All the distasteful things that you’re able- that players do, they’re going to improve naturally. I’m not saying they’re going to go away but I think they’re going to improve when I know it’s Tom Waters buttoning me. I mean, actually got buttoned myself and I went and checked who the guy was, he was actually a friend of mine. We have buddies. First of all, people are doing things under disguise, and I think that to make online poker more attractive, nobody wants to be getting grimmed and being behaved badly towards. People are less likely to be abusive in the chat, people are more likely to basically behave themselves generally, so that’s an upside.
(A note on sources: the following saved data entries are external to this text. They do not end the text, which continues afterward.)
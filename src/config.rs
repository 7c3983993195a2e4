//! Feed settings, read from flags or the environment.

use std::time::Duration;

use clap::Args;

use crate::client::{ClientOptions, DEFAULT_FEED_URL};
use crate::fanout::JoinPolicy;
use crate::loader::AgencyFilter;

#[derive(Debug, Clone, Args)]
pub struct FeedSettings {
    /// Base URL of the XML feed
    #[arg(long = "feed-url", env = "FEED_BASE_URL", default_value = DEFAULT_FEED_URL)]
    pub base_url: String,

    /// Agencies to load reference data for (comma separated)
    #[arg(
        long = "agency",
        env = "FEED_AGENCIES",
        value_delimiter = ',',
        default_value = "sf-muni"
    )]
    pub agencies: Vec<String>,

    /// Timeout for each individual feed request, in seconds
    #[arg(long, env = "FEED_REQUEST_TIMEOUT_SECS", default_value_t = 30)]
    pub request_timeout_secs: u64,

    /// Connect timeout for feed requests, in seconds
    #[arg(long, env = "FEED_CONNECT_TIMEOUT_SECS", default_value_t = 10)]
    pub connect_timeout_secs: u64,

    /// Maximum number of concurrent feed requests
    #[arg(long, env = "FEED_MAX_IN_FLIGHT", default_value_t = 8)]
    pub max_in_flight: usize,

    /// What to do when one of several concurrent feed requests fails
    #[arg(long, env = "FEED_JOIN_POLICY", value_enum, default_value_t = JoinPolicy::FailFast)]
    pub join_policy: JoinPolicy,

    /// Extra attempts for a feed request after a transient failure
    #[arg(long, env = "FEED_RETRIES", default_value_t = 0)]
    pub retries: u32,

    /// Initial retry delay in milliseconds, doubled on every attempt
    #[arg(long, env = "FEED_RETRY_BACKOFF_MS", default_value_t = 250)]
    pub retry_backoff_ms: u64,
}

impl FeedSettings {
    pub fn request_timeout(&self) -> Duration {
        Duration::from_secs(self.request_timeout_secs)
    }

    pub fn connect_timeout(&self) -> Duration {
        Duration::from_secs(self.connect_timeout_secs)
    }

    pub fn client_options(&self) -> ClientOptions {
        ClientOptions {
            base_url: self.base_url.clone(),
            request_timeout: self.request_timeout(),
            max_in_flight: self.max_in_flight,
            join_policy: self.join_policy,
            retries: self.retries,
            retry_backoff: Duration::from_millis(self.retry_backoff_ms),
        }
    }

    pub fn agency_filter(&self) -> AgencyFilter {
        AgencyFilter::new(self.agencies.iter().map(|a| a.trim()).filter(|a| !a.is_empty()))
    }
}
The second upside is security. I would feel much more confident when I’m sitting around the table when I can see Tom Waters and ID, Tom will have face verification technology soon, where they’ll verify that it is Tom Waters sitting on the table through his camera on his phone or his camera on his laptop. I just feel more comfortable that that’s the guy that I’m playing, and I know that I play on an app called Fun Ocean where we all know each other, and that has that camera facility and we all use our real names. It just gives you the comfort you’re playing a real person.
Third of all, I think in terms of aspiration, if you think about Facebook, imagine if Facebook was anonymous, would it have grown the way it’s grown? If you think about what’s happened to Two Plus Two forums, Blonde poker forums. In poker, every form of business in poker that uses an alias has gone south. The poker forums used to be able to charge for advertising, become big affiliates, they’re dust now. Effectively, they’ve been taken over by the Facebook groups and social groups where it’s real people talking together and knowing who each other is.
The fourth upside is community. Certainly, for me, we’re going to make the partypoker live satellites real names, so you can get used to playing the same guy each night. You know who he is, you might’ve played against him in your casino, you see him at a live event. Just to build that community and that fun and that endearment back into poker. Those are a few of the upsides. Obviously, I can go and list five or six more but I won’t continue. Now, the downsides.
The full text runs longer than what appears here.